By Kaila De Cinque
Does anybody know what RU486 is? Some kind of missile? A slightly confused acronym? Nope, sorry it’s the medical abortion pill and it’s finally been registered in Australia, so if you’ve been seeing it in the news and getting worried about nuclear war, keep calm and let me explain it to you.
Medical abortion is made up of two different pills; Mifepristone linepharma, which is taken first by the woman with the doctor, and the second pill; misoprostol, is taken 24-48 hours later in the lovely private comfort of your own home. …but what does it DO? Good question, the pills act as a synthetic steroid which works to terminate pregnancy by blocking the production of the progesterone hormone. (fact: progesterone is necessary in early pregnancy to stimulate and develop the endometrium –cushiony stuff the egg implants into) By taking progesterone out of the equation the egg is unable to attach to the lining and is shed, similar to a miscarriage.
Medical abortion technically became available in 2006, when a government veto was lifted, meaning 187 special doctors wrote scripts for 22 330 women over the past six and half years. BUT no pharmaceutical company registered it, so the future of RU486 was a mystery, until the 30th of August 2012 when Marie Stopes had RU486 successfully approved by the Therapeutic Goods Administration (TGA) meaning more doctors in more areas can prescribe it to women before they reach their 9th week of pregnancy.
“Hallelujah, after being available since 1989, Australia has become the 51st country to register this drug which is listed by the World Health Organization as an essential medicine.”

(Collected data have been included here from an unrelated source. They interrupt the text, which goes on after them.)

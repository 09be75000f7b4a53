//! Lifecycle management subsystem.
//!
//! # Data Flow
//! ```text
//! Signals (signals.rs):
//!     SIGTERM/SIGINT → Shutdown::trigger
//!
//! Shutdown (shutdown.rs):
//!     trigger → server stops accepting → process exits
//! ```
//!
//! # Design Decisions
//! - Exit is immediate; in-flight requests are abandoned, not drained
//! - Upstream connections close with the tasks that own them

pub mod shutdown;
pub mod signals;

pub use shutdown::{Shutdown, ShutdownSignal};
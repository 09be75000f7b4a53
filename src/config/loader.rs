//! Configuration loading from disk.

use std::fs;
use std::path::{Path, PathBuf};

use thiserror::Error;

use crate::config::schema::GatewayConfig;
use crate::config::validation::{validate_config, ValidationError};

/// Error type for configuration loading.
#[derive(Debug, Error)]
pub enum ConfigError {
    #[error("failed to read {path}: {source}")]
    Io {
        path: PathBuf,
        #[source]
        source: std::io::Error,
    },

    #[error("parse error: {0}")]
    Parse(#[from] toml::de::Error),

    #[error("validation failed: {}", join(.0))]
    Validation(Vec<ValidationError>),
}

fn join(errors: &[ValidationError]) -> String {
    errors
        .iter()
        .map(ToString::to_string)
        .collect::<Vec<_>>()
        .join(", ")
}

/// Load and validate configuration from a TOML file.
pub fn load_config(path: &Path) -> Result<GatewayConfig, ConfigError> {
    let content = fs::read_to_string(path).map_err(|source| ConfigError::Io {
        path: path.to_path_buf(),
        source,
    })?;
    parse_config(&content)
}

/// Parse and validate configuration from TOML text.
pub fn parse_config(content: &str) -> Result<GatewayConfig, ConfigError> {
    let config: GatewayConfig = toml::from_str(content)?;
    validate_config(&config).map_err(ConfigError::Validation)?;
    Ok(config)
}
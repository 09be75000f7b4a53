//! Metrics collection and exposition.
//!
//! # Metrics
//! - `gateway_requests_total` (counter): requests by method, status, route
//! - `gateway_request_duration_seconds` (histogram): latency by route
//! - `gateway_origin_rejections_total` (counter): requests refused by the allow-list
//!
//! # Design Decisions
//! - Recording is a no-op until a recorder is installed
//! - Route label is the rule name, or `none` outside the proxy routes

use std::net::SocketAddr;
use std::time::Instant;

use metrics::{counter, histogram};
use metrics_exporter_prometheus::PrometheusBuilder;

/// Install the Prometheus recorder and its scrape endpoint.
pub fn init_metrics(addr: SocketAddr) {
    match PrometheusBuilder::new().with_http_listener(addr).install() {
        Ok(()) => tracing::info!(address = %addr, "Metrics endpoint listening"),
        Err(e) => tracing::error!(address = %addr, error = %e, "Failed to install metrics exporter"),
    }
}

pub fn record_request(method: &str, status: u16, route: &str, start: Instant) {
    counter!(
        "gateway_requests_total",
        "method" => method.to_string(),
        "status" => status.to_string(),
        "route" => route.to_string()
    )
    .increment(1);
    histogram!("gateway_request_duration_seconds", "route" => route.to_string())
        .record(start.elapsed().as_secs_f64());
}

pub fn record_origin_rejected(route: &str) {
    counter!("gateway_origin_rejections_total", "route" => route.to_string()).increment(1);
}
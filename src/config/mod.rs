//! Configuration management subsystem.
//!
//! # Data Flow
//! ```text
//! config file (TOML, optional)
//!     → loader.rs (parse & deserialize)
//!     → validation.rs (semantic checks)
//!     → GatewayConfig (validated, immutable)
//!     → shared via Arc to all subsystems
//! ```
//!
//! # Design Decisions
//! - Config is immutable once loaded; there is no runtime reconfiguration
//! - All fields have defaults to allow minimal configs
//! - Validation separates syntactic (serde) from semantic checks

pub mod loader;
pub mod schema;
pub mod validation;

pub use loader::{load_config, parse_config, ConfigError};
pub use schema::{
    CorsConfig, GatewayConfig, ListenerConfig, LogFormat, ObservabilityConfig, RuleConfig,
    UpstreamConfig,
};
pub use validation::{validate_config, ValidationError};
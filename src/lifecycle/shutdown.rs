//! Shutdown coordination for the gateway.

use std::sync::Arc;

use tokio::sync::watch;

/// Handle used to stop the server.
///
/// Cloneable; triggering any clone stops every `ShutdownSignal` derived from
/// it, including signals created after the trigger.
#[derive(Debug, Clone)]
pub struct Shutdown {
    tx: Arc<watch::Sender<bool>>,
}

impl Shutdown {
    /// Create a new shutdown coordinator.
    pub fn new() -> Self {
        let (tx, _) = watch::channel(false);
        Self { tx: Arc::new(tx) }
    }

    /// A future-producing signal for one long-running task.
    pub fn signal(&self) -> ShutdownSignal {
        ShutdownSignal {
            rx: self.tx.subscribe(),
        }
    }

    /// Trigger the shutdown signal.
    pub fn trigger(&self) {
        self.tx.send_replace(true);
    }
}

impl Default for Shutdown {
    fn default() -> Self {
        Self::new()
    }
}

/// Receiving side of [`Shutdown`].
#[derive(Debug)]
pub struct ShutdownSignal {
    rx: watch::Receiver<bool>,
}

impl ShutdownSignal {
    /// Resolves once shutdown is triggered. Never resolves if every
    /// `Shutdown` handle is dropped without triggering.
    pub async fn recv(mut self) {
        if self.rx.wait_for(|triggered| *triggered).await.is_err() {
            std::future::pending::<()>().await;
        }
    }
}
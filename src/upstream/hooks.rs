//! Extension points around a forwarded exchange.
//!
//! The forwarder calls `on_request` once the outbound request is built,
//! `on_response` once upstream headers arrive and `on_error` when the
//! exchange fails. Each hook takes a value and returns a possibly modified
//! one; the defaults pass everything through unchanged.

use std::fmt;
use std::net::SocketAddr;
use std::sync::Arc;

use axum::{
    body::Bytes,
    http::{header, HeaderMap, HeaderName, HeaderValue, Method, Uri},
    response::{IntoResponse, Response},
};
use reqwest::Url;

use crate::error::GatewayError;
use crate::http::cors::CorsPolicy;
use crate::routing::ProxyRule;

/// What the hooks may know about the inbound request.
#[derive(Debug, Clone, Copy)]
pub struct RequestContext<'a> {
    pub request_id: &'a str,
    pub method: &'a Method,
    pub uri: &'a Uri,
    pub headers: &'a HeaderMap,
    pub rule: &'a ProxyRule,
    pub client_addr: Option<SocketAddr>,
}

impl<'a> RequestContext<'a> {
    pub fn origin(&self) -> Option<&'a HeaderValue> {
        self.headers.get(header::ORIGIN)
    }
}

/// The request about to be sent upstream.
#[derive(Debug, Clone)]
pub struct OutboundRequest {
    pub method: Method,
    pub url: Url,
    pub headers: HeaderMap,
    pub body: Bytes,
}

pub trait ForwardHooks: Send + Sync + fmt::Debug {
    fn on_request(&self, _ctx: &RequestContext<'_>, outbound: OutboundRequest) -> OutboundRequest {
        outbound
    }

    fn on_response(&self, _ctx: &RequestContext<'_>, response: Response) -> Response {
        response
    }

    fn on_error(&self, _ctx: &RequestContext<'_>, error: GatewayError) -> Response {
        error.into_response()
    }
}

/// Hooks that leave every exchange untouched.
#[derive(Debug, Clone, Copy, Default)]
pub struct PassThrough;

impl ForwardHooks for PassThrough {}

/// Default gateway behavior: credential propagation on the way out, CORS
/// decoration on the way back, including on error responses.
#[derive(Debug, Clone)]
pub struct GatewayHooks {
    credential_header: HeaderName,
    cors: Arc<CorsPolicy>,
}

impl GatewayHooks {
    pub fn new(credential_header: HeaderName, cors: Arc<CorsPolicy>) -> Self {
        Self {
            credential_header,
            cors,
        }
    }
}

impl ForwardHooks for GatewayHooks {
    fn on_request(&self, ctx: &RequestContext<'_>, mut outbound: OutboundRequest) -> OutboundRequest {
        match ctx.headers.get(&self.credential_header) {
            Some(value) => {
                outbound
                    .headers
                    .insert(self.credential_header.clone(), value.clone());
            }
            None => {
                outbound.headers.remove(&self.credential_header);
            }
        }
        outbound
    }

    fn on_response(&self, ctx: &RequestContext<'_>, mut response: Response) -> Response {
        self.cors.decorate(ctx.origin(), response.headers_mut());
        response
    }

    fn on_error(&self, ctx: &RequestContext<'_>, error: GatewayError) -> Response {
        let mut response = error.into_response();
        self.cors.decorate(ctx.origin(), response.headers_mut());
        response
    }
}
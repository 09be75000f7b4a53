//! Origin allow-list.
//!
//! # Responsibilities
//! - Hold the configured set of origins
//! - Decide whether a request's `Origin` may use the proxy routes
//!
//! # Design Decisions
//! - Exact byte comparison, no prefix or wildcard matching
//! - An absent `Origin` is allowed (non-browser callers)
//! - A present but non-UTF-8 `Origin` is rejected

use std::collections::HashSet;

use axum::http::HeaderValue;

/// Immutable set of origins allowed on proxy routes.
#[derive(Debug, Clone, Default)]
pub struct AllowedOrigins {
    origins: HashSet<String>,
}

impl AllowedOrigins {
    pub fn new<I, S>(origins: I) -> Self
    where
        I: IntoIterator<Item = S>,
        S: Into<String>,
    {
        Self {
            origins: origins.into_iter().map(Into::into).collect(),
        }
    }

    pub fn contains(&self, origin: &str) -> bool {
        self.origins.contains(origin)
    }

    /// Returns true if a request carrying this `Origin` header may proceed.
    pub fn permits(&self, origin: Option<&HeaderValue>) -> bool {
        match origin {
            None => true,
            Some(value) => value
                .to_str()
                .map(|origin| self.contains(origin))
                .unwrap_or(false),
        }
    }
}
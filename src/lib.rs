//! Development CORS gateway library.
//!
//! Browser front-ends on localhost talk to this gateway; it checks the
//! caller's origin, rewrites the path per rule and relays the exchange to an
//! HTTPS upstream that does not send CORS headers itself.

pub mod config;
pub mod error;
pub mod health;
pub mod http;
pub mod lifecycle;
pub mod observability;
pub mod routing;
pub mod security;
pub mod upstream;

pub use config::GatewayConfig;
pub use http::HttpServer;
pub use lifecycle::Shutdown;
//! sharedrepo::merge
//!
//! Merging a head branch into a base branch in a sparse scratch checkout.
//!
//! # Flow
//!
//! 1. Resolve both tips and check the caller's expected head
//! 2. Init a scratch repository reading both object stores via alternates
//! 3. Point local `base` and `tracking` branches at the tips
//! 4. Limit the checkout to paths changed between them
//! 5. `git merge --no-ff` and commit with the given identities
//! 6. Optionally publish the merge commit with a lease on the target ref
//!
//! Only changed paths are materialized, so cost follows the size of the
//! change rather than the size of the repository.

use serde::Serialize;
use tracing::{debug, info, warn};

use crate::core::context::RequestContext;
use crate::core::errors::{Error, Result};
use crate::core::identity::Signature;
use crate::core::paths::sparse_checkout_pattern;
use crate::core::types::{BranchName, Oid, RefName};
use crate::git::Git;

use super::SharedRepo;

const BASE_REF: &str = "refs/heads/base";
const TRACKING_REF: &str = "refs/heads/tracking";
const UNRELATED_HISTORIES: &str = "refusing to merge unrelated histories";

/// Local config applied before any checkout.
const SCRATCH_MERGE_CONFIG: [(&str, &str); 5] = [
    ("filter.lfs.process", ""),
    ("filter.lfs.clean", ""),
    ("filter.lfs.smudge", ""),
    ("filter.lfs.required", "false"),
    ("core.sparseCheckout", "true"),
];

/// Inputs of a merge.
#[derive(Debug)]
pub struct MergeRequest<'a> {
    /// Repository receiving the merge; the scratch pushes here
    pub base: &'a Git,
    /// Repository holding the head branch (may be the same as `base`)
    pub head: &'a Git,
    pub base_branch: BranchName,
    pub head_branch: BranchName,
    /// Head tip the caller last saw
    pub head_expected_sha: Option<Oid>,
    pub message: String,
    pub author: Signature,
    pub committer: Signature,
    /// Ref to publish the merge commit to; `None` only checks mergeability
    pub target: Option<RefName>,
}

/// Result of a successful merge.
#[derive(Debug, Clone, PartialEq, Eq, Serialize)]
pub struct MergeOutcome {
    pub base_sha: Oid,
    pub head_sha: Oid,
    pub merge_base_sha: Option<Oid>,
    pub merge_sha: Oid,
    /// Commits on head not yet on base
    pub commit_count: usize,
    /// Paths differing between the two tips
    pub changed_file_count: usize,
}

impl SharedRepo {
    /// Merge `request.head_branch` into `request.base_branch`.
    ///
    /// # Errors
    ///
    /// - [`Error::NotFound`] if either branch is missing
    /// - [`Error::PreconditionFailed`] if head moved from the expected SHA
    /// - [`Error::InvalidArgument`] if head is already contained in base
    /// - [`Error::MergeConflict`] with the conflicting paths
    /// - [`Error::UnrelatedHistories`] if the tips share no history
    /// - [`Error::PushRejected`] if the target moved during the merge
    pub fn merge(&self, ctx: &RequestContext, request: &MergeRequest<'_>) -> Result<MergeOutcome> {
        let base_sha = request
            .base
            .branch_commit(&request.base_branch)?
            .ok_or_else(|| Error::not_found("branch", request.base_branch.as_str()))?;
        let head_sha = request
            .head
            .branch_commit(&request.head_branch)?
            .ok_or_else(|| Error::not_found("branch", request.head_branch.as_str()))?;
        if let Some(expected) = &request.head_expected_sha {
            if *expected != head_sha {
                return Err(Error::PreconditionFailed(format!(
                    "head branch '{}' is at {}, expected {}",
                    request.head_branch, head_sha, expected
                )));
            }
        }

        self.init(ctx)?;
        let base_objects = request.base.objects_dir();
        let head_objects = request.head.objects_dir();
        if base_objects == head_objects {
            self.link_objects(&[base_objects.as_path()])?;
        } else {
            self.link_objects(&[base_objects.as_path(), head_objects.as_path()])?;
        }
        self.update_ref(ctx, BASE_REF, &base_sha)?;
        self.update_ref(ctx, TRACKING_REF, &head_sha)?;
        self.run(
            ctx,
            "symbolic-ref",
            self.git("symbolic-ref").arg("HEAD").arg(BASE_REF),
        )?;

        let scratch = Git::open(self.path())?;
        let merge_base_sha = scratch.merge_base(&base_sha, &head_sha)?;
        if merge_base_sha.as_ref() == Some(&head_sha) {
            return Err(Error::invalid(format!(
                "'{}' has no changes that are not already in '{}'",
                request.head_branch, request.base_branch
            )));
        }

        let changed = self.changed_paths(ctx)?;
        debug!(
            base = %base_sha.short(8),
            head = %head_sha.short(8),
            changed = changed.len(),
            "preparing sparse merge"
        );
        self.write_sparse_checkout(&changed)?;
        for (key, value) in SCRATCH_MERGE_CONFIG {
            self.set_config(ctx, key, value)?;
        }
        self.run(ctx, "read-tree", self.git("read-tree").args(["-mu", "HEAD"]))?;

        self.run_merge(ctx, request)?;
        let merge_sha = self.rev_parse(ctx, "HEAD")?;
        let commit_count = scratch.commit_count(&base_sha, &head_sha)?;
        info!(merge = %merge_sha.short(8), commits = commit_count, "merged");

        if let Some(target) = &request.target {
            let expected = request.base.ref_target(target)?;
            self.push(ctx, merge_sha.as_str(), target, expected.as_ref())?;
        }

        Ok(MergeOutcome {
            base_sha,
            head_sha,
            merge_base_sha,
            merge_sha,
            commit_count,
            changed_file_count: changed.len(),
        })
    }

    fn update_ref(&self, ctx: &RequestContext, refname: &str, oid: &Oid) -> Result<()> {
        self.run(
            ctx,
            "update-ref",
            self.git("update-ref").arg(refname).arg(oid.as_str()),
        )?;
        Ok(())
    }

    fn changed_paths(&self, ctx: &RequestContext) -> Result<Vec<String>> {
        let out = self.run(
            ctx,
            "diff-tree",
            self.git("diff-tree")
                .args(["--no-commit-id", "--name-only", "-r", "-z", "--root"])
                .arg(BASE_REF)
                .arg(TRACKING_REF)
                .arg("--"),
        )?;
        Ok(out.stdout_nul_separated())
    }

    fn write_sparse_checkout(&self, paths: &[String]) -> Result<()> {
        let info = self.path().join(".git").join("info");
        std::fs::create_dir_all(&info)?;
        let mut content = String::new();
        for path in paths {
            content.push_str(&sparse_checkout_pattern(path));
            content.push('\n');
        }
        std::fs::write(info.join("sparse-checkout"), content)?;
        Ok(())
    }

    fn run_merge(&self, ctx: &RequestContext, request: &MergeRequest<'_>) -> Result<()> {
        let merged = self
            .git("merge")
            .args(["--no-ff", "--no-commit", "--no-edit"])
            .arg(TRACKING_REF)
            .envs(request.author.author_env())
            .envs(request.committer.committer_env())
            .run(ctx);
        if let Err(e) = merged {
            if self.has_unresolved_merge() {
                let files = self.conflicted_files(ctx)?;
                warn!(files = files.len(), "merge stopped with conflicts");
                return Err(Error::MergeConflict { files });
            }
            if e.stderr_contains(UNRELATED_HISTORIES) {
                return Err(Error::UnrelatedHistories);
            }
            return Err(Error::plumbing("merge", e));
        }

        self.run(
            ctx,
            "commit",
            self.git("commit")
                .args(["--no-gpg-sign", "--no-verify", "-m"])
                .arg(&request.message)
                .envs(request.author.author_env())
                .envs(request.committer.committer_env()),
        )?;
        Ok(())
    }

    /// The merge left state behind for a human to resolve.
    fn has_unresolved_merge(&self) -> bool {
        self.path().join(".git").join("MERGE_HEAD").exists()
    }

    fn conflicted_files(&self, ctx: &RequestContext) -> Result<Vec<String>> {
        let out = self.run(
            ctx,
            "diff --diff-filter=U",
            self.git("diff").args(["--name-only", "--diff-filter=U", "--relative", "-z"]),
        )?;
        Ok(out.stdout_nul_separated())
    }
}
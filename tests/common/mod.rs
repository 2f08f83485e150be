//! Shared fixture for integration tests.
//!
//! A bare origin repository plus a work clone used to seed it. Engine
//! operations run against the origin, the way a server would host it.

#![allow(dead_code)]

use std::path::{Path, PathBuf};
use std::process::Command;

use tempfile::TempDir;

use gitweave::core::identity::{Identity, Signature};
use gitweave::core::types::Oid;
use gitweave::engine::Engine;

/// A bare origin with a `main` branch and a work clone.
pub struct TestRepo {
    dir: TempDir,
}

impl TestRepo {
    /// Create an origin whose `main` holds one commit with `README.md`.
    pub fn new() -> Self {
        let repo = Self::empty();
        run_git(repo.dir.path(), &["clone", "--quiet", "origin.git", "work"]);
        run_git(&repo.work(), &["config", "user.email", "test@example.com"]);
        run_git(&repo.work(), &["config", "user.name", "Test User"]);
        run_git(&repo.work(), &["symbolic-ref", "HEAD", "refs/heads/main"]);
        repo.commit_file("README.md", "# Test Repo\n", "Initial commit");
        repo
    }

    /// Create an origin with no commits.
    pub fn empty() -> Self {
        let dir = TempDir::new().expect("failed to create temp dir");
        run_git(
            dir.path(),
            &["init", "--quiet", "--bare", "--initial-branch=main", "origin.git"],
        );
        Self { dir }
    }

    /// The bare repository engine operations target.
    pub fn origin(&self) -> PathBuf {
        self.dir.path().join("origin.git")
    }

    /// The seeding work clone.
    pub fn work(&self) -> PathBuf {
        self.dir.path().join("work")
    }

    /// Write a file in the work clone, commit and push the current branch.
    pub fn commit_file(&self, path: &str, content: &str, message: &str) -> Oid {
        let full = self.work().join(path);
        if let Some(parent) = full.parent() {
            std::fs::create_dir_all(parent).unwrap();
        }
        std::fs::write(full, content).unwrap();
        run_git(&self.work(), &["add", path]);
        run_git(&self.work(), &["commit", "--quiet", "-m", message]);
        run_git(&self.work(), &["push", "--quiet", "origin", "HEAD"]);
        self.work_head()
    }

    /// Create and check out a branch in the work clone.
    pub fn checkout_new(&self, branch: &str) {
        run_git(&self.work(), &["checkout", "--quiet", "-b", branch]);
    }

    pub fn checkout(&self, branch: &str) {
        run_git(&self.work(), &["checkout", "--quiet", branch]);
    }

    fn work_head(&self) -> Oid {
        Oid::new(git_stdout(&self.work(), &["rev-parse", "HEAD"])).unwrap()
    }

    /// Resolve a revision in the origin.
    pub fn rev(&self, rev: &str) -> Oid {
        Oid::new(git_stdout(&self.origin(), &["rev-parse", rev])).unwrap()
    }

    /// Whether `rev` resolves in the origin.
    pub fn has_rev(&self, rev: &str) -> bool {
        Command::new("git")
            .args(["rev-parse", "--verify", "--quiet", rev])
            .current_dir(self.origin())
            .output()
            .expect("git rev-parse failed")
            .status
            .success()
    }

    /// Content of `path` at `rev` in the origin.
    pub fn show(&self, rev: &str, path: &str) -> String {
        git_stdout(&self.origin(), &["show", &format!("{rev}:{path}")])
    }

    /// Parent commits of `rev` in the origin.
    pub fn parents(&self, rev: &str) -> Vec<String> {
        git_stdout(&self.origin(), &["rev-list", "--parents", "-n", "1", rev])
            .split_whitespace()
            .skip(1)
            .map(str::to_string)
            .collect()
    }
}

pub fn engine() -> Engine {
    Engine::default()
}

pub fn signature() -> Signature {
    Signature::now(Identity::new("Test User", "test@example.com"))
}

/// Run a git command in the given directory.
pub fn run_git(dir: &Path, args: &[&str]) {
    let output = Command::new("git")
        .args(args)
        .current_dir(dir)
        .output()
        .expect("git command failed");

    if !output.status.success() {
        panic!(
            "git {:?} failed: {}",
            args,
            String::from_utf8_lossy(&output.stderr)
        );
    }
}

/// Run a git command and return its trimmed stdout.
pub fn git_stdout(dir: &Path, args: &[&str]) -> String {
    let output = Command::new("git")
        .args(args)
        .current_dir(dir)
        .output()
        .expect("git command failed");

    if !output.status.success() {
        panic!(
            "git {:?} failed: {}",
            args,
            String::from_utf8_lossy(&output.stderr)
        );
    }
    String::from_utf8(output.stdout).unwrap().trim().to_string()
}
//! engine::merge
//!
//! Merging branches, optionally publishing the result.

use std::path::PathBuf;

use serde::{Deserialize, Serialize};

use crate::core::context::RequestContext;
use crate::core::errors::{Error, Result};
use crate::core::identity::Signature;
use crate::core::types::{BranchName, Oid, RefName};
use crate::sharedrepo::{MergeOutcome, MergeRequest};

use super::Engine;

/// Namespace the merge commit is published to.
#[derive(Debug, Clone, Copy, Default, PartialEq, Eq, Serialize, Deserialize)]
#[serde(rename_all = "snake_case")]
pub enum MergeRefType {
    /// Check mergeability only; nothing is published.
    #[default]
    Undefined,
    /// `ref_name` is a full ref name.
    Raw,
    /// `ref_name` is a branch name.
    Branch,
    /// `ref_name` is a pull request number; publishes `refs/pullreq/<n>/head`.
    PullReqHead,
    /// `ref_name` is a pull request number; publishes `refs/pullreq/<n>/merge`.
    PullReqMerge,
}

impl MergeRefType {
    /// The ref this type and name publish to, `None` for a dry run.
    pub fn target(self, ref_name: &str) -> Result<Option<RefName>> {
        let pullreq = || {
            ref_name
                .parse::<u64>()
                .map_err(|_| Error::invalid(format!("invalid pull request number '{ref_name}'")))
        };
        Ok(match self {
            MergeRefType::Undefined => None,
            MergeRefType::Raw => Some(RefName::new(ref_name)?),
            MergeRefType::Branch => Some(RefName::for_branch(&BranchName::new(ref_name)?)),
            MergeRefType::PullReqHead => Some(RefName::for_pullreq_head(pullreq()?)),
            MergeRefType::PullReqMerge => Some(RefName::for_pullreq_merge(pullreq()?)),
        })
    }
}

#[derive(Debug, Clone, Serialize, Deserialize)]
pub struct MergeParams {
    pub base_repo: PathBuf,
    /// Repository of the head branch; `base_repo` when absent
    #[serde(default)]
    pub head_repo: Option<PathBuf>,
    pub base_branch: String,
    pub head_branch: String,
    #[serde(default)]
    pub head_expected_sha: Option<Oid>,
    #[serde(default)]
    pub message: String,
    #[serde(default)]
    pub author: Option<Signature>,
    #[serde(default)]
    pub committer: Option<Signature>,
    #[serde(default)]
    pub ref_type: MergeRefType,
    #[serde(default)]
    pub ref_name: String,
}

impl Engine {
    /// Merge `head_branch` into `base_branch` with a merge commit.
    ///
    /// See [`SharedRepo::merge`](crate::sharedrepo::SharedRepo::merge) for
    /// the error cases.
    pub fn merge(&self, ctx: &RequestContext, params: &MergeParams) -> Result<MergeOutcome> {
        let base_branch = BranchName::new(params.base_branch.as_str())?;
        let head_branch = BranchName::new(params.head_branch.as_str())?;
        let target = params.ref_type.target(&params.ref_name)?;
        let (author, committer) = Signature::pair(params.author.clone(), params.committer.clone())
            .ok_or_else(|| Error::invalid("an author or committer is required"))?;

        let base = self.open(&params.base_repo)?;
        let head = match &params.head_repo {
            Some(path) => Some(self.open(path)?),
            None => None,
        };

        let message = if params.message.trim().is_empty() {
            format!("Merge branch '{head_branch}' into {base_branch}")
        } else {
            params.message.trim().to_string()
        };

        let request = MergeRequest {
            base: &base,
            head: head.as_ref().unwrap_or(&base),
            base_branch,
            head_branch,
            head_expected_sha: params.head_expected_sha.clone(),
            message,
            author,
            committer,
            target,
        };
        self.scratch(&base)?.merge(ctx, &request)
    }
}

#[cfg(test)]
mod tests {
    use super::*;

    #[test]
    fn undefined_publishes_nothing() {
        assert_eq!(MergeRefType::Undefined.target("ignored").unwrap(), None);
    }

    #[test]
    fn targets_by_type() {
        assert_eq!(
            MergeRefType::Branch.target("main").unwrap().unwrap().as_str(),
            "refs/heads/main"
        );
        assert_eq!(
            MergeRefType::PullReqHead.target("12").unwrap().unwrap().as_str(),
            "refs/pullreq/12/head"
        );
        assert_eq!(
            MergeRefType::PullReqMerge.target("12").unwrap().unwrap().as_str(),
            "refs/pullreq/12/merge"
        );
        assert_eq!(
            MergeRefType::Raw.target("refs/custom/x").unwrap().unwrap().as_str(),
            "refs/custom/x"
        );
    }

    #[test]
    fn pullreq_number_must_parse() {
        assert!(matches!(
            MergeRefType::PullReqMerge.target("abc"),
            Err(Error::InvalidArgument(_))
        ));
    }
}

By having the RU486 registered in Australia the termination of unwanted pregnancy in a safe and legal form, is becoming more available. This is most evident in rural areas where there may not have facilities for a surgical abortion. RU486 is a much less invasive form of abortion, meaning there are less stresses, trauma and chance of infection. There is an ultrasound to confirm the current stage of pregnancy and a discussion and/or counselling if required, so the woman will only spend an average of one hour in the clinic and return to their own home for calm, less clinical environment, with no need for anaesthesia and pain killers only by the woman’s digression. Medical abortion has a 98% success rate with only 2% of women requiring a surgical abortion for the successful termination of pregnancy. This all adds up to more options for more women, not bad Marie Stopes!
From here your average doctors are able to undergo training with Marie Stopes so they can prescribe RU486 too, and it can be dispensed by pharmacies (who are cool with dispensing it) at the doctor’s choice. Marie Stopes is also looking at campaigning for RU486 to be put on the Pharmaceutical Benefits Scheme (PBS) meaning that medical abortion would be more affordable, which is ANOTHER bonus since at the moment it’s pretty expensive, $505 for the average West Australian woman. Hopefully this will be achieved so these rights aren’t limited to those with a spare 500 bucks and women who are struggling financially will have this option too. It’s becoming increasingly difficult for medication to be listed on the PBS but hopefully with enough public education and understanding, the PBS will see the need to make RU486 available to everyone – regardless of their income.